Monitoring and event management in AMS Accelerate - AMS Accelerate User Guide

Monitoring and event management in AMS Accelerate

The AMS Accelerate monitoring system monitors your AWS resources for failures, performance degradation, and security issues.

As a managed account, AMS Accelerate configures and deploys alarms for applicable AWS resources, monitors these resources, and performs remediation when needed.

The AMS Accelerate monitoring system relies on internal tools, such as Resource Tagger and Alarm Manager, and leverages native AWS services, such as AWS AppConfig, Amazon CloudWatch (CloudWatch), Amazon EventBridge(formerly known as CloudWatch), Amazon GuardDuty, Amazon Macie, and AWS Health.

AMS Accelerate provides a range of operational services to help you achieve operational excellence on AWS. To gain a quick understanding of how AMS helps your teams achieve overall operational excellence in AWS Cloud with some of our key operational capabilities including 24x7 helpdesk, proactive monitoring, security, patching, logging and backup, see AMS Reference Architecture Diagrams.

What is monitoring?

AMS Accelerate monitoring provides these benefits:

  • A default configuration that creates, manages, and deploys policies across your managed account for all or supported AWS resources that you select.

  • A monitoring baseline so that you have a default level of protection, even if you don’t configure any other monitoring for your managed accounts. For more information, see Alerts from baseline monitoring in AMS.
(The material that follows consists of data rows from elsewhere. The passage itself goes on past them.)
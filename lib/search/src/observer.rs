//! Optional progress hook for searches
//!
//! Searches never print. Progress is reported through `tracing` and, when a
//! caller asks for it, through a [`SearchObserver`] receiving [`SearchEvent`]s.

use serde::Serialize;
use viewx_core::{RowRange, View};

#[derive(Debug, Clone, PartialEq, Serialize)]
#[serde(tag = "event", rename_all = "snake_case")]
pub enum SearchEvent {
    /// One partition was scored and the pruning rule applied
    PartitionCompleted {
        partition: usize,
        range: RowRange,
        /// Confidence half-width, `None` for the first partition
        epsilon: Option<f64>,
        /// Normalized estimate of the current k-th best view
        kth_estimate: f64,
        survivors: Vec<View>,
        pruned: Vec<View>,
    },
    /// The partition phase stopped before the last partition
    StoppedEarly { partition: usize, survivors: usize },
    /// Final full-range ranking finished
    Finished {
        strategy: &'static str,
        candidates: usize,
        survivors: usize,
        returned: usize,
    },
}

pub trait SearchObserver {
    fn on_event(&mut self, event: &SearchEvent);
}

impl<F: FnMut(&SearchEvent)> SearchObserver for F {
    fn on_event(&mut self, event: &SearchEvent) {
        self(event)
    }
}

/// Observer discarding every event
#[derive(Debug, Clone, Copy, Default)]
pub struct NoopObserver;

impl SearchObserver for NoopObserver {
    fn on_event(&mut self, _event: &SearchEvent) {}
}

/// Observer keeping every event in order
#[derive(Debug, Clone, Default)]
pub struct EventLog {
    events: Vec<SearchEvent>,
}

impl EventLog {
    pub fn new() -> Self {
        Self::default()
    }

    pub fn events(&self) -> &[SearchEvent] {
        &self.events
    }

    /// Surviving views after each completed partition
    pub fn survivors_per_partition(&self) -> Vec<&[View]> {
        self.events
            .iter()
            .filter_map(|e| match e {
                SearchEvent::PartitionCompleted { survivors, .. } => Some(survivors.as_slice()),
                _ => None,
            })
            .collect()
    }

    pub fn total_pruned(&self) -> usize {
        self.events
            .iter()
            .map(|e| match e {
                SearchEvent::PartitionCompleted { pruned, .. } => pruned.len(),
                _ => 0,
            })
            .sum()
    }
}

impl SearchObserver for EventLog {
    fn on_event(&mut self, event: &SearchEvent) {
        self.events.push(event.clone());
    }
}
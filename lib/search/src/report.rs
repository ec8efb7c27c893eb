//! Output structures handed to presentation layers
//!
//! A ranked list of views, plus on-demand per-category comparisons of a
//! single view that can be drawn as grouped bar charts.

use crate::naive::fetch_distribution;
use crate::strategy::RankedView;
use serde::Serialize;
use viewx_core::{AggregationDataSource, Cohort, Distribution, QueryStats, Result, RowRange, View};
use viewx_distance::{align, DistanceEvaluator, Measure};

/// One category of a view with its raw value in both cohorts
#[derive(Debug, Clone, PartialEq, Serialize)]
pub struct CategoryComparison {
    pub category: String,
    pub target: f64,
    pub reference: f64,
}

/// Raw target and reference distributions of one view
#[derive(Debug, Clone, PartialEq, Serialize)]
pub struct ViewComparison {
    pub view: View,
    pub target: Distribution,
    pub reference: Distribution,
}

impl ViewComparison {
    /// Rows over the union of categories, missing sides reported as 0
    pub fn rows(&self) -> Vec<CategoryComparison> {
        let (categories, target, reference) = align(&self.target, &self.reference);
        categories
            .into_iter()
            .zip(target)
            .zip(reference)
            .map(|((category, target), reference)| CategoryComparison {
                category,
                target,
                reference,
            })
            .collect()
    }

    pub fn utility(&self, evaluator: &DistanceEvaluator) -> f64 {
        evaluator.evaluate(&self.target, &self.reference)
    }
}

/// Re-fetch one view's two raw distributions without re-running a search
pub fn compare_view(
    source: &mut dyn AggregationDataSource,
    view: &View,
    range: Option<RowRange>,
) -> Result<ViewComparison> {
    let target = fetch_distribution(source, Cohort::Target, view, range)?;
    let reference = fetch_distribution(source, Cohort::Reference, view, range)?;
    Ok(ViewComparison {
        view: view.clone(),
        target,
        reference,
    })
}

/// Summary of a finished search
#[derive(Debug, Clone, Serialize)]
pub struct SearchReport {
    pub strategy: String,
    pub measure: Measure,
    pub pruned: bool,
    pub candidates: usize,
    pub target_queries: usize,
    pub reference_queries: usize,
    pub results: Vec<RankedView>,
    #[serde(skip_serializing_if = "Vec::is_empty")]
    pub comparisons: Vec<ViewComparison>,
}

impl SearchReport {
    pub fn new(
        strategy: impl Into<String>,
        measure: Measure,
        pruned: bool,
        candidates: usize,
        stats: QueryStats,
        results: Vec<RankedView>,
    ) -> Self {
        Self {
            strategy: strategy.into(),
            measure,
            pruned,
            candidates,
            target_queries: stats.target_queries,
            reference_queries: stats.reference_queries,
            results,
            comparisons: Vec::new(),
        }
    }

    pub fn with_comparisons(mut self, comparisons: Vec<ViewComparison>) -> Self {
        self.comparisons = comparisons;
        self
    }

    pub fn best(&self) -> Option<&RankedView> {
        self.results.first()
    }
}

#[cfg(test)]
mod tests {
    use super::*;
    use crate::testing::ScriptedSource;
    use viewx_core::{AggregateFunction, AggregateQuery, AggregateRow, MeteredSource};

    /// Target has categories a and b, reference has b and c
    struct Disjoint;

    impl AggregationDataSource for Disjoint {
        fn query(&mut self, query: &AggregateQuery) -> Result<Vec<AggregateRow>> {
            Ok(match query.cohort() {
                Cohort::Target => vec![AggregateRow::new("a", vec![3.0]), AggregateRow::new("b", vec![1.0])],
                Cohort::Reference => vec![AggregateRow::new("b", vec![2.0]), AggregateRow::new("c", vec![2.0])],
            })
        }

        fn max_row_id(&mut self) -> Result<Option<u64>> {
            Ok(Some(3))
        }
    }

    #[test]
    fn test_rows_cover_category_union() {
        let view = View::new("x", AggregateFunction::Sum, "y");
        let comparison = compare_view(&mut Disjoint, &view, None).unwrap();
        let rows = comparison.rows();
        let cells: Vec<(&str, f64, f64)> = rows
            .iter()
            .map(|r| (r.category.as_str(), r.target, r.reference))
            .collect();
        assert_eq!(cells, vec![("a", 3.0, 0.0), ("b", 1.0, 2.0), ("c", 0.0, 2.0)]);
        assert!(comparison.utility(&DistanceEvaluator::new(Measure::Emd)) > 0.0);
    }

    #[test]
    fn test_compare_view_issues_two_queries() {
        let mut source = MeteredSource::new(ScriptedSource::new(&[("m", 3.0)], Some(9)));
        let view = View::new("dim", AggregateFunction::Sum, "m");
        let comparison = compare_view(&mut source, &view, Some(RowRange::new(0, 5))).unwrap();
        assert_eq!(source.stats().target_queries, 1);
        assert_eq!(source.stats().reference_queries, 1);
        assert_eq!(comparison.reference.get("b"), Some(3.0));
    }

    #[test]
    fn test_report_serializes_without_empty_comparisons() {
        let stats = QueryStats {
            target_queries: 4,
            reference_queries: 4,
            aggregates: 8,
        };
        let results = vec![RankedView::new(View::new("x", AggregateFunction::Avg, "y"), 0.25)];
        let report = SearchReport::new("sharing", Measure::Kld, false, 1, stats, results);
        assert_eq!(report.best().map(|r| r.utility), Some(0.25));

        let json = serde_json::to_value(&report).unwrap();
        assert_eq!(json["target_queries"], 4);
        assert_eq!(json["measure"], "kld");
        assert!(json.get("comparisons").is_none());
    }
}
//! Query-sharing search
//!
//! Views that group by the same dimension are answered by one query per
//! cohort computing all of their aggregates at once. The result columns are
//! sliced back into per-view distributions and scored exactly like
//! [`NaiveSearch`](crate::NaiveSearch), so both strategies rank identically.

use crate::strategy::{order_by_utility, RankedView, SearchStrategy};
use ahash::AHashMap;
use tracing::debug;
use viewx_core::{
    split_columns, AggregateQuery, AggregationDataSource, Cohort, Result, RowRange, View,
};
use viewx_distance::DistanceEvaluator;

/// Strategy issuing `2 × |distinct dimensions|` queries
#[derive(Debug, Clone, Default)]
pub struct SharingSearch {
    evaluator: DistanceEvaluator,
}

impl SharingSearch {
    pub fn new(evaluator: DistanceEvaluator) -> Self {
        Self { evaluator }
    }

    pub fn evaluator(&self) -> &DistanceEvaluator {
        &self.evaluator
    }
}

/// Indices of `views` grouped by dimension, groups in first-appearance order
pub(crate) fn group_by_dimension(views: &[View]) -> Vec<Vec<usize>> {
    let mut slots: AHashMap<&str, usize> = AHashMap::new();
    let mut groups: Vec<Vec<usize>> = Vec::new();
    for (i, view) in views.iter().enumerate() {
        let slot = *slots.entry(view.dimension()).or_insert_with(|| {
            groups.push(Vec::new());
            groups.len() - 1
        });
        groups[slot].push(i);
    }
    groups
}

impl SearchStrategy for SharingSearch {
    fn name(&self) -> &'static str {
        "sharing"
    }

    fn rank(
        &self,
        source: &mut dyn AggregationDataSource,
        views: &[View],
        range: Option<RowRange>,
        top_k: Option<usize>,
    ) -> Result<Vec<RankedView>> {
        let mut utilities = vec![0.0; views.len()];

        for group in group_by_dimension(views) {
            let members: Vec<&View> = group.iter().map(|&i| &views[i]).collect();
            let width = members.len();

            let target_rows =
                source.query(&AggregateQuery::for_group(Cohort::Target, &members, range)?)?;
            let reference_rows =
                source.query(&AggregateQuery::for_group(Cohort::Reference, &members, range)?)?;
            let targets = split_columns(&target_rows, width)?;
            let references = split_columns(&reference_rows, width)?;

            for ((&i, target), reference) in group.iter().zip(&targets).zip(&references) {
                utilities[i] = self.evaluator.evaluate(target, reference);
            }
            debug!(
                dimension = members[0].dimension(),
                views = width,
                "scored shared group"
            );
        }

        let results = views
            .iter()
            .cloned()
            .zip(utilities)
            .map(|(view, utility)| RankedView::new(view, utility))
            .collect();
        Ok(order_by_utility(results, top_k))
    }
}

#[cfg(test)]
mod tests {
    use super::*;
    use crate::naive::NaiveSearch;
    use crate::testing::{all_views, census, scripted_views, ScriptedSource};
    use viewx_core::{AggregateFunction, Error, MeteredSource};
    use viewx_distance::Measure;

    #[test]
    fn test_group_by_dimension_first_appearance() {
        let views = vec![
            View::new("race", AggregateFunction::Sum, "age"),
            View::new("sex", AggregateFunction::Sum, "age"),
            View::new("race", AggregateFunction::Avg, "age"),
            View::new("sex", AggregateFunction::Max, "hours"),
            View::new("race", AggregateFunction::Min, "hours"),
        ];
        assert_eq!(group_by_dimension(&views), vec![vec![0, 2, 4], vec![1, 3]]);
        assert!(group_by_dimension(&[]).is_empty());
    }

    #[test]
    fn test_matches_naive_over_whole_dataset() {
        let mut dataset = census(300);
        let views = all_views(&dataset);
        for measure in [Measure::Kld, Measure::Emd] {
            let evaluator = DistanceEvaluator::new(measure);
            let naive = NaiveSearch::new(evaluator.clone())
                .rank(&mut dataset, &views, None, None)
                .unwrap();
            let sharing = SharingSearch::new(evaluator)
                .rank(&mut dataset, &views, None, None)
                .unwrap();
            assert_eq!(naive, sharing);
        }
    }

    #[test]
    fn test_matches_naive_on_partition() {
        let mut dataset = census(300);
        let views = all_views(&dataset);
        let range = Some(RowRange::new(100, 160));
        let naive = NaiveSearch::default().rank(&mut dataset, &views, range, Some(7)).unwrap();
        let sharing = SharingSearch::default().rank(&mut dataset, &views, range, Some(7)).unwrap();
        assert_eq!(naive, sharing);
    }

    #[test]
    fn test_two_queries_per_dimension() {
        let views = vec![
            View::new("sex", AggregateFunction::Sum, "age"),
            View::new("sex", AggregateFunction::Avg, "hours_per_week"),
            View::new("sex", AggregateFunction::Max, "capital_gain"),
            View::new("race", AggregateFunction::Sum, "age"),
            View::new("race", AggregateFunction::Min, "hours_per_week"),
        ];

        let mut shared = MeteredSource::new(census(100));
        let ranked = SharingSearch::default().rank(&mut shared, &views, None, None).unwrap();
        assert_eq!(ranked.len(), 5);
        assert_eq!(shared.stats().total_queries(), 4);
        assert_eq!(shared.stats().aggregates, 10);

        let mut naive = MeteredSource::new(census(100));
        NaiveSearch::default().rank(&mut naive, &views, None, None).unwrap();
        assert_eq!(naive.stats().total_queries(), 10);
    }

    #[test]
    fn test_scripted_columns_are_sliced_per_view() {
        let mut source = ScriptedSource::new(&[("strong", 20.0), ("medium", 3.0)], Some(9));
        let views = scripted_views(&["flat", "strong", "medium"]);
        let ranked = SharingSearch::default().rank(&mut source, &views, None, Some(2)).unwrap();
        let order: Vec<&str> = ranked.iter().map(|r| r.view.measure()).collect();
        assert_eq!(order, vec!["strong", "medium"]);
        assert_eq!(source.cohorts(), vec![Cohort::Target, Cohort::Reference]);
    }

    #[test]
    fn test_target_query_precedes_reference_per_group() {
        let mut source = ScriptedSource::new(&[], Some(9));
        let views = vec![
            View::new("race", AggregateFunction::Sum, "a"),
            View::new("sex", AggregateFunction::Sum, "a"),
            View::new("race", AggregateFunction::Avg, "b"),
        ];
        SharingSearch::default().rank(&mut source, &views, None, None).unwrap();
        assert_eq!(
            source.cohorts(),
            vec![Cohort::Target, Cohort::Reference, Cohort::Target, Cohort::Reference]
        );
    }

    #[test]
    fn test_failure_propagates() {
        let mut source = ScriptedSource::new(&[], Some(9));
        source.fail_after = Some(1);
        let views = scripted_views(&["a", "b"]);
        let result = SharingSearch::default().rank(&mut source, &views, None, None);
        assert!(matches!(result, Err(Error::DataSource(_))));
    }
}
  • The ability to customize the baseline resource alarms to meet your requirements.

  • Automatic remediation of alerts by AMS Operations, when possible, to prevent or reduce the impact to your applications. For example, if you are using a standalone Amazon EC2 instance and it fails the system health check, AMS attempts to recover the instance by stopping and restarting it. For more information, see  AMS automatic remediation of alerts.

  • Visibility into active, and previously resolved, alerts using OpsCenter. For example, if you have an unexpected high CPU utilization on an Amazon EC2 instance, you can request access to the AWS Systems Manager console (which includes access to the OpsCenter console) and view the OpsItem directly in the OpsCenter console.

  • Investigating alerts to determine the appropriate actions. For more information, see Incident management.

  • Alerts generated based on the configuration in your account and supported AWS services. The monitoring configuration of an account refers to all the resource parameters in the account that create an alert. The monitoring configuration of an account includes CloudWatch Alarm definitions, and EventBridge (formerly known as CloudWatch Events) that generate the alert (alarm or event). For more information about the resource parameters, see  Alerts from baseline monitoring in AMS.

  • Notification of imminent, on-going, receding, or potential failures; performance degradation; or security issues generated by the baseline monitoring configured in an account (known as an alert). Examples of alerts include a CloudWatch Alarm, an Event, or a Finding from an AWS service, such as GuardDuty or AWS Health.